L’altra metà delle Neoavanguardie, una conversazione con la storica dell’arte Raffaella Perna

Va dato il merito alle ricerche sull’arte italiana intraprese negli ultimi decenni di aver imboccato una direzione di ri-centralizzazione di alcune pratiche e di studi sugli anni Sessanta e Settanta che fino a poco tempo fa erano rimasti a margine dei libri di storia dell’arte.

Se è vero che la presenza dell’Arte Povera rimane dominante nel panorama artistico del contemporaneo italiano dalla metà del secolo scorso a oggi, va detto pure che la riscoperta, anche in ambito accademico, di nomi, correnti e autori coevi al movimento poverista ha contribuito a mettere insieme i pezzi di una storia italiana discontinua, parziale e spesso anche di parte.

Mirella Bentivoglio, Monumento, 1968, courtesy Archivio Mirella Bentivoglio and Gramma_Epsilon Gallery, Athens, photo Riccardo Ragazzi, displayed in the exhibition Re-Materialization of Language 1978-2022, 2023, Fondazione Antonio Dalle Nogare, Bozen

«Negli ultimi dieci anni – spiega Raffaella Perna, che insegna Storia dell’arte contemporanea all’Università di Roma La Sapienza – sono usciti una serie di saggi che hanno rimesso in discussione questo canone, più che altro lo hanno allargato, mostrando come in Italia ci fossero in quel periodo una serie di pratiche in dialogo aperto con il movimento. Indagini come quelle di Lara Conte hanno contribuito a storicizzare l’Arte Povera dall’esterno e questo ha fatto sì che se ne potessero vedere molto di più le relazioni con artisti non necessariamente inseriti nel canone celantiano, penso, ad esempio, a Paolo Icaro o Renato Mambor».

Questa necessità, più che tendenza, di riportare in superficie storie sommerse e di rileggere quegli anni con un approccio più inclusivo, si è manifestata in tempi recenti attraverso tentativi, seppure a volta timidi, di svincolare il racconto dell’arte italiana da un’unica narrazione dominante. Pensiamo a progetti di ricerca anche molto recenti come il convegno del 2023 L’Archivio e la storia. Una relazione non lineare, curato da Carla Subrizi e ideato insieme a Gianfranco Baruchello, o all’organizzazione di mostre internazionali che, dopo sessant’anni dall’ingombrante pietra miliare posata da Celant con Identité italienne – L’art en Italie depuis 1959, hanno cercato di portare oltre i confini nazionali le esperienze marginali di quegli anni.

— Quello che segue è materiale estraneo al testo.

//! Total order over expression nodes used to sort the children of
//! symmetric operators into a canonical order. Mirrors `compareNodes`/
//! `equalNodes` in the original `XCSP3TreeNode.cc`: constants compare
//! by value, variables compare by name, operators compare by arity and
//! then recursively by their (already-sorted) children.

use std::cmp::Ordering;
use xcsp3_ir::{ExprArena, ExprId, ExprKind, Name};

/// Node categories, ordered the way the original's `Expr` enum orders
/// them (`VAR` < `LONG` < `DECIMAL`): leaves before operators,
/// variables before constants.
fn rank(kind: ExprKind) -> u8 {
    match kind {
        ExprKind::Var(_) => 0,
        ExprKind::Symbol(_) => 1,
        ExprKind::Param(_) => 2,
        ExprKind::Long(_) => 3,
        ExprKind::Decimal(..) => 4,
        _ => 5,
    }
}

/// Compares two nodes for canonical sort order. `resolve` maps a
/// [`Name`] back to its source string so variable ordering matches
/// lexical identifier order, independent of interning order.
pub fn compare_nodes(
    arena: &ExprArena,
    resolve: &dyn Fn(Name) -> String,
    a: ExprId,
    b: ExprId,
) -> Ordering {
    let ka = arena.get(a);
    let kb = arena.get(b);
    let (ra, rb) = (rank(ka), rank(kb));
    if ra != rb {
        return ra.cmp(&rb);
    }
    match (ka, kb) {
        (ExprKind::Long(x), ExprKind::Long(y)) => x.cmp(&y),
        (ExprKind::Decimal(xi, xf), ExprKind::Decimal(yi, yf)) => (xi, xf).cmp(&(yi, yf)),
        (ExprKind::Var(x), ExprKind::Var(y)) | (ExprKind::Symbol(x), ExprKind::Symbol(y)) => {
            resolve(x).cmp(&resolve(y))
        }
        (ExprKind::Param(x), ExprKind::Param(y)) => x.cmp(&y),
        _ => compare_operators(arena, resolve, a, b),
    }
}

/// Every immediate child of `id`, in the order the node itself stores
/// them. Leaves return an empty vector.
#[must_use]
pub fn children_of(arena: &ExprArena, id: ExprId) -> Vec<ExprId> {
    match arena.get(id) {
        ExprKind::Neg(c)
        | ExprKind::Abs(c)
        | ExprKind::Sqr(c)
        | ExprKind::Not(c)
        | ExprKind::Sqrt(c)
        | ExprKind::Exp(c)
        | ExprKind::Ln(c)
        | ExprKind::Sin(c)
        | ExprKind::Cos(c)
        | ExprKind::Tan(c)
        | ExprKind::Asin(c)
        | ExprKind::Acos(c)
        | ExprKind::Atan(c)
        | ExprKind::Sinh(c)
        | ExprKind::Cosh(c)
        | ExprKind::Tanh(c)
        | ExprKind::Card(c)
        | ExprKind::Hull(c)
        | ExprKind::Convex(c) => vec![c],
        ExprKind::Lt(a, b)
        | ExprKind::Le(a, b)
        | ExprKind::Ge(a, b)
        | ExprKind::Gt(a, b)
        | ExprKind::Sub(a, b)
        | ExprKind::Div(a, b)
        | ExprKind::Mod(a, b)
        | ExprKind::Pow(a, b)
        | ExprKind::Dist(a, b)
        | ExprKind::FDiv(a, b)
        | ExprKind::FMod(a, b)
        | ExprKind::NRoot(a, b)
        | ExprKind::Log(a, b)
        | ExprKind::Imp(a, b)
        | ExprKind::In(a, b)
        | ExprKind::NotIn(a, b)
        | ExprKind::Subset(a, b)
        | ExprKind::Subseq(a, b)
        | ExprKind::Supseq(a, b)
        | ExprKind::Supset(a, b)
        | ExprKind::Diff(a, b)
        | ExprKind::Sdiff(a, b) => vec![a, b],
        ExprKind::If(a, b, c) => vec![a, b, c],
        ExprKind::Add(l)
        | ExprKind::Mul(l)
        | ExprKind::Min(l)
        | ExprKind::Max(l)
        | ExprKind::Eq(l)
        | ExprKind::Ne(l)
        | ExprKind::And(l)
        | ExprKind::Or(l)
        | ExprKind::Xor(l)
        | ExprKind::Iff(l)
        | ExprKind::Set(l)
        | ExprKind::Union(l)
        | ExprKind::Inter(l)
        | ExprKind::Djoint(l)
        | ExprKind::FakeOp(l) => arena.list(l).to_vec(),
        ExprKind::Var(_)
        | ExprKind::Long(_)
        | ExprKind::Decimal(..)
        | ExprKind::Symbol(_)
        | ExprKind::Param(_) => Vec::new(),
    }
}

/// A stable small key distinguishing operator kinds of equal arity;
/// only used to break ties, so any injective mapping will do.
fn operator_tag(kind: ExprKind) -> u32 {
    let label = format!("{kind:?}");
    let name = label.split(['(', ' ']).next().unwrap_or(&label);
    name.bytes()
        .fold(0u32, |acc, b| acc.wrapping_mul(131).wrapping_add(u32::from(b)))
}

fn compare_operators(
    arena: &ExprArena,
    resolve: &dyn Fn(Name) -> String,
    a: ExprId,
    b: ExprId,
) -> Ordering {
    let ca = children_of(arena, a);
    let cb = children_of(arena, b);
    if ca.len() != cb.len() {
        return ca.len().cmp(&cb.len());
    }
    let ta = operator_tag(arena.get(a));
    let tb = operator_tag(arena.get(b));
    if ta != tb {
        return ta.cmp(&tb);
    }
    for (&x, &y) in ca.iter().zip(cb.iter()) {
        let ord = compare_nodes(arena, resolve, x, y);
        if ord != Ordering::Equal {
            return ord;
        }
    }
    Ordering::Equal
}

Ketty La Rocca, Le mie parole e tu?, 1971, © Archivio Ketty La Rocca | Michelangelo Vasta, displayed
in the exhibition “Ketty La Rocca. Se io fotovivo. Opere 1967-1977“, 2022, Camera – Centro Italiano
per la Fotografia, Turin

«L’esposizione curata nel 2022 da Valérie Da Costa al MAMAC di Nizza è un buon esempio di quanto sia importante valorizzare all’estero voci valide e meno conosciute del nostro passato e presente. Penso ad artiste come Marisa Busanel, che ha fatto esperienza nella Scuola di Piazza del Popolo ma che dal ’93 non ha avuto più mostre a lei dedicate ma anche nomi che hanno avuto negli ultimi anni un’attenzione maggiore come Tomaso Binga e Ketty La Rocca».

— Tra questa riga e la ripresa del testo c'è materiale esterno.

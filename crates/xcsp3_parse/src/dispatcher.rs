//! The manager/dispatcher (§4.4): the last stage between a finalised
//! IR [`Constraint`] and the callback bank. Grounded on
//! `XCSP3CoreCallbacksBase::recognizeSpecialIntensionCases` /
//! `recognizeSpecialCountCases` / `recognizeNValuesCases` / the sum
//! normalisation in `XCSP3Constraint::normalizeSum` — three switches
//! this module applies in turn before handing a build call to the
//! sink.

use std::collections::hash_map::Entry;

use rustc_hash::FxHashMap;
use xcsp3_canon::canonize;
use xcsp3_diagnostic::Result;
use xcsp3_ir::{Condition, Constraint, ConstraintKind, ExprArena, ExprId, Name, NameInterner, Operand, OrderType};
use xcsp3_patterns::{recognize_primitive, Primitive, RelOp};

use crate::callback::CallbackBank;
use crate::config::ParserConfig;

fn resolve<'a>(names: &'a NameInterner, name: Name) -> &'a str {
    names.resolve(name)
}

fn resolve_list<'a>(names: &'a NameInterner, list: &[Name]) -> Vec<&'a str> {
    list.iter().map(|&n| resolve(names, n)).collect()
}

fn resolve_lists<'a>(names: &'a NameInterner, lists: &[Vec<Name>]) -> Vec<Vec<&'a str>> {
    lists.iter().map(|l| resolve_list(names, l)).collect()
}

fn rel_op_to_order(op: RelOp) -> OrderType {
    match op {
        RelOp::Lt => OrderType::Lt,
        RelOp::Le => OrderType::Le,
        RelOp::Ge => OrderType::Ge,
        RelOp::Gt => OrderType::Gt,
        RelOp::Eq => OrderType::Eq,
        RelOp::Ne => OrderType::Ne,
    }
}

/// Dispatches one finalised constraint to `bank`, applying class
/// filtering, intension canonicalisation and primitive recognition,
/// count/nValues specialisation, and sum normalisation along the way.
/// Returns without calling `bank` at all if `constraint`'s classes
/// intersect `config`'s discard set.
pub fn dispatch_constraint(
    names: &NameInterner,
    arena: &mut ExprArena,
    config: &ParserConfig,
    bank: &mut dyn CallbackBank,
    constraint: &Constraint,
) -> Result<()> {
    if config.is_discarded(&constraint.classes) {
        tracing::trace!(id = %constraint.id, "constraint discarded by class filter");
        return Ok(());
    }
    dispatch_kind(names, arena, config, bank, &constraint.id, &constraint.kind)
}

fn dispatch_kind(
    names: &NameInterner,
    arena: &mut ExprArena,
    config: &ParserConfig,
    bank: &mut dyn CallbackBank,
    id: &str,
    kind: &ConstraintKind,
) -> Result<()> {
    match kind {
        ConstraintKind::True => bank.build_constraint_true(id),
        ConstraintKind::False => bank.build_constraint_false(id),
        ConstraintKind::Extension { list, tuples, is_support } => {
            let list = resolve_list(names, list);
            let rows: Vec<&[xcsp3_ir::TupleValue]> = tuples.iter().map(Vec::as_slice).collect();
            bank.build_constraint_extension(id, &list, &rows, *is_support);
        }
        ConstraintKind::Intension { tree } | ConstraintKind::Primitive { tree } => {
            dispatch_intension(names, arena, config, bank, id, *tree);
        }
        ConstraintKind::AllDifferent { list, except } => {
            if except.is_empty() {
                bank.build_constraint_alldifferent(id, &resolve_list(names, list));
            } else {
                bank.build_constraint_alldifferent_except(id, &resolve_list(names, list), except);
            }
        }
        ConstraintKind::AllDifferentMatrix { matrix } => {
            bank.build_constraint_alldifferent_matrix(id, &resolve_lists(names, matrix));
        }
        ConstraintKind::AllDifferentList { lists } => {
            bank.build_constraint_alldifferent_list(id, &resolve_lists(names, lists));
        }
        ConstraintKind::AllEqual { list } => bank.build_constraint_all_equal(id, &resolve_list(names, list)),
        ConstraintKind::NotAllEqual { list } => bank.build_constraint_not_all_equal(id, &resolve_list(names, list)),
        ConstraintKind::Ordered { list, order, lengths } => {
            let lengths = if lengths.is_empty() { None } else { Some(lengths.as_slice()) };
            bank.build_constraint_ordered(id, &resolve_list(names, list), *order, lengths);
        }
        ConstraintKind::Lex { lists, order } => bank.build_constraint_lex(id, &resolve_lists(names, lists), *order),
        ConstraintKind::LexMatrix { matrix, order } => {
            bank.build_constraint_lex_matrix(id, &resolve_lists(names, matrix), *order);
        }
        ConstraintKind::Sum { list, coeffs, condition } => {
            dispatch_sum(names, config, bank, id, list, coeffs, condition);
        }
        ConstraintKind::Count { list, values, condition } => {
            dispatch_count(names, config, bank, id, list, values, condition);
        }
        ConstraintKind::NValues { list, except, condition } => {
            dispatch_nvalues(names, config, bank, id, list, except, condition);
        }
        ConstraintKind::Cardinality { list, values, occurs_min, occurs_max, closed } => {
            bank.build_constraint_cardinality(id, &resolve_list(names, list), values, occurs_min, occurs_max, *closed);
        }
        ConstraintKind::Maximum { list, condition, start_index, rank } => {
            bank.build_constraint_maximum(id, &resolve_list(names, list), condition.as_ref(), *start_index, *rank);
        }
        ConstraintKind::Minimum { list, condition, start_index, rank } => {
            bank.build_constraint_minimum(id, &resolve_list(names, list), condition.as_ref(), *start_index, *rank);
        }
        ConstraintKind::Element { list, index, start_index, rank, value } => {
            let (value_var, value_const) = split_operand(names, value);
            bank.build_constraint_element(
                id,
                &resolve_list(names, list),
                resolve(names, *index),
                *start_index,
                *rank,
                value_var,
                value_const,
            );
        }
        ConstraintKind::ElementMatrix {
            matrix,
            row_index,
            col_index,
            start_row_index,
            start_col_index,
            value,
        } => {
            let (value_var, value_const) = split_operand(names, value);
            bank.build_constraint_element_matrix(
                id,
                &resolve_lists(names, matrix),
                resolve(names, *row_index),
                resolve(names, *col_index),
                *start_row_index,
                *start_col_index,
                value_var,
                value_const,
            );
        }
        ConstraintKind::Channel { list, start_index, list2, start_index2 } => {
            let list2 = list2.as_ref().map(|l| resolve_list(names, l));
            bank.build_constraint_channel(id, &resolve_list(names, list), *start_index, list2.as_deref(), *start_index2);
        }
        ConstraintKind::NoOverlap { origins, lengths, zero_ignored } => {
            bank.build_constraint_no_overlap(id, &resolve_list(names, origins), &resolve_list(names, lengths), *zero_ignored);
        }
        ConstraintKind::Stretch { list, values, widths_min, widths_max, patterns } => {
            bank.build_constraint_stretch(id, &resolve_list(names, list), values, widths_min, widths_max, patterns);
        }
        ConstraintKind::Cumulative { origins, lengths, heights, condition } => {
            bank.build_constraint_cumulative(
                id,
                &resolve_list(names, origins),
                &resolve_list(names, lengths),
                &resolve_list(names, heights),
                condition,
            );
        }
        ConstraintKind::Instantiation { list, values } => {
            bank.build_constraint_instantiation(id, &resolve_list(names, list), values);
        }
        ConstraintKind::Clause { positive, negative } => {
            bank.build_constraint_clause(id, &resolve_list(names, positive), &resolve_list(names, negative));
        }
        ConstraintKind::Circuit { list, start_index, size } => {
            bank.build_constraint_circuit(id, &resolve_list(names, list), *start_index, *size);
        }
        ConstraintKind::Regular { list, start, finals, transitions } => {
            bank.build_constraint_regular(id, &resolve_list(names, list), start, finals, transitions);
        }
        ConstraintKind::Mdd { list, transitions } => {
            bank.build_constraint_mdd(id, &resolve_list(names, list), transitions);
        }
    }
    Ok(())
}

fn split_operand<'a>(names: &'a NameInterner, operand: &Operand) -> (Option<&'a str>, Option<i64>) {
    match operand {
        Operand::Variable(n) => (Some(resolve(names, *n)), None),
        Operand::Integer(v) => (None, Some(*v)),
        Operand::Interval { min, .. } => (None, Some(*min)),
    }
}

fn dispatch_intension(
    names: &NameInterner,
    arena: &mut ExprArena,
    config: &ParserConfig,
    bank: &mut dyn CallbackBank,
    id: &str,
    tree: ExprId,
) {
    let canonical = canonize(arena, &|n| resolve(names, n).to_string(), tree);
    if config.recognize_special_intension_cases {
        if let Some(primitive) = recognize_primitive(arena, canonical) {
            match primitive {
                Primitive::VarRelConst(x, op, k) => {
                    bank.build_constraint_primitive_var_rel_const(id, rel_op_to_order(op), resolve(names, x), k);
                }
                Primitive::VarRelVarOffset(x, op, y, k) => {
                    bank.build_constraint_primitive_var_rel_var_offset(
                        id,
                        rel_op_to_order(op),
                        resolve(names, x),
                        k,
                        resolve(names, y),
                    );
                }
                Primitive::EqProduct(x, y, z) => {
                    bank.build_constraint_mult(id, resolve(names, x), resolve(names, y), resolve(names, z));
                }
                Primitive::InRange(x, in_flag, min, max) => {
                    bank.build_constraint_primitive_in_range(id, resolve(names, x), in_flag, min, max);
                }
            }
            return;
        }
    }
    let rendered = format!("{:?}", arena.get(canonical));
    if config.intension_using_string {
        bank.build_constraint_intension_string(id, &rendered);
    } else {
        bank.build_constraint_intension(id, &rendered);
    }
}

fn dispatch_count(
    names: &NameInterner,
    config: &ParserConfig,
    bank: &mut dyn CallbackBank,
    id: &str,
    list: &[Name],
    values: &[i64],
    condition: &Condition,
) {
    if config.recognize_special_count_cases && values.len() == 1 {
        let value = values[0];
        match (condition.order, &condition.operand) {
            (OrderType::Eq, Operand::Integer(k)) => {
                bank.build_constraint_exactly(id, &resolve_list(names, list), value, *k);
                return;
            }
            (OrderType::Eq, Operand::Variable(x)) => {
                bank.build_constraint_exactly_variable(id, &resolve_list(names, list), value, resolve(names, *x));
                return;
            }
            (OrderType::Ge, Operand::Integer(k)) => {
                bank.build_constraint_at_least(id, &resolve_list(names, list), value, *k);
                return;
            }
            (OrderType::Le, Operand::Integer(k)) => {
                bank.build_constraint_at_most(id, &resolve_list(names, list), value, *k);
                return;
            }
            _ => {}
        }
    }
    if config.recognize_special_count_cases && values.len() > 1 {
        if let (OrderType::Eq, Operand::Integer(k)) = (condition.order, &condition.operand) {
            bank.build_constraint_among(id, &resolve_list(names, list), values, *k);
            return;
        }
    }
    bank.build_constraint_count(id, &resolve_list(names, list), values, condition);
}

fn dispatch_nvalues(
    names: &NameInterner,
    config: &ParserConfig,
    bank: &mut dyn CallbackBank,
    id: &str,
    list: &[Name],
    except: &[i64],
    condition: &Condition,
) {
    if config.recognize_nvalues_cases && except.is_empty() {
        if let Operand::Integer(k) = condition.operand {
            match condition.order {
                OrderType::Eq if k == 1 => {
                    bank.build_constraint_all_equal(id, &resolve_list(names, list));
                    return;
                }
                OrderType::Gt if k == 1 => {
                    bank.build_constraint_not_all_equal(id, &resolve_list(names, list));
                    return;
                }
                OrderType::Eq if k == list.len() as i64 => {
                    bank.build_constraint_alldifferent(id, &resolve_list(names, list));
                    return;
                }
                _ => {}
            }
        }
    }
    bank.build_constraint_nvalues(id, &resolve_list(names, list), except, condition);
}

fn dispatch_sum(
    names: &NameInterner,
    config: &ParserConfig,
    bank: &mut dyn CallbackBank,
    id: &str,
    list: &[Name],
    coeffs: &[i64],
    condition: &Condition,
) {
    if !config.normalize_sum {
        let coeffs = if coeffs.is_empty() { None } else { Some(coeffs) };
        bank.build_constraint_sum(id, &resolve_list(names, list), coeffs, condition);
        return;
    }
    let (list, coeffs) = normalize_sum(names, list, coeffs);
    let all_ones = coeffs.iter().all(|&c| c == 1);
    let resolved: Vec<&str> = list.iter().map(|&n| resolve(names, n)).collect();
    if all_ones {
        bank.build_constraint_sum(id, &resolved, None, condition);
    } else {
        bank.build_constraint_sum(id, &resolved, Some(&coeffs), condition);
    }
}

/// Merges duplicate-variable coefficients, drops zero-coefficient
/// entries, then sorts by the variable's resolved identifier — the
/// specification's resolution to the source's insertion-order
/// sensitivity (see `DESIGN.md`).
fn normalize_sum(names: &NameInterner, list: &[Name], coeffs: &[i64]) -> (Vec<Name>, Vec<i64>) {
    let mut merged: FxHashMap<Name, i64> = FxHashMap::default();
    let mut order: Vec<Name> = Vec::new();
    for (i, &name) in list.iter().enumerate() {
        let coeff = coeffs.get(i).copied().unwrap_or(1);
        match merged.entry(name) {
            Entry::Occupied(mut e) => *e.get_mut() += coeff,
            Entry::Vacant(e) => {
                order.push(name);
                e.insert(coeff);
            }
        }
    }
    order.retain(|n| merged[n] != 0);
    order.sort_by_key(|&n| resolve(names, n).to_string());
    let coeffs = order.iter().map(|n| merged[n]).collect();
    (order, coeffs)
}

#[cfg(test)]
mod tests {
    use super::*;
    use xcsp3_ir::{Condition as Cond, Operand as Op, OrderType as Ord};

    #[test]
    fn sum_normalization_merges_and_drops_zero() {
        let mut names = NameInterner::new();
        let x = names.intern("x");
        let y = names.intern("y");
        let list = vec![x, y, x];
        let coeffs = vec![1, -1, -1];
        let (names_out, coeffs_out) = normalize_sum(&names, &list, &coeffs);
        assert_eq!(names_out, vec![y]);
        assert_eq!(coeffs_out, vec![-1]);
    }

    #[test]
    fn count_with_eq_const_dispatches_exactly() {
        struct Recorder(Option<(i64, i64)>);
        impl CallbackBank for Recorder {
            fn build_constraint_exactly(&mut self, _id: &str, _list: &[&str], value: i64, k: i64) {
                self.0 = Some((value, k));
            }
        }
        let mut names = NameInterner::new();
        let x = names.intern("x");
        let config = ParserConfig::new();
        let mut sink = Recorder(None);
        let condition = Cond {
            order: Ord::Eq,
            operand: Op::Integer(2),
        };
        dispatch_count(&names, &config, &mut sink, "c1", &[x], &[5], &condition);
        assert_eq!(sink.0, Some((5, 2)));
    }
}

Sia Binga sia La Rocca sono il paradigma di una ricerca che in quel determinato periodo storico avanzava, più latente ma non per questo meno incisiva, a cavallo tra le arti visive e le sperimentazioni sul linguaggio, con un particolare focus sul corpo della donna. «Non dimentichiamoci – ricorda Perna – che il 1978 è l’anno di Materializzazione del linguaggio, in cui Mirella Bentivoglio, fondamentale nel panorama italiano anche per la sua attività curatoriale, mette in mostra la sua ricerca iniziata parecchi anni prima sulle esperienze verbovisive. Ed è significativo che l’ultima edizione della Biennale d’Arte abbia dato spazio al suo personaggio con una rilettura di quel progetto».

Mirella Bentivoglio, Ostensorio vuoto, 1972, photo Luana Rigolli, displayed in the exhibition “Fare Uno“, Galleria Erica Ravenna, Rome, 2023

Una nuova dimensione linguistica veniva a delinearsi per dare spazio a voci femminili che avevano l’obiettivo preciso di ridefinire un’identità al di fuori delle costrizioni patriarcali favorite dalla comunicazione tradizionale. Sono tutte artiste che attraverso il mezzo ora grafico, ora fotografico ora gestuale, abbracciano le istanze del neo-femminismo, avvicinandosi alle riflessioni teoriche di pensatrici come Carla Lonzi che, peraltro, proprio nel 1970 costituiva attraverso il Manifesto di Rivolta Femminile uno dei primi gruppi femministi italiani, insieme a Carla Accardi e Elvira Banotti.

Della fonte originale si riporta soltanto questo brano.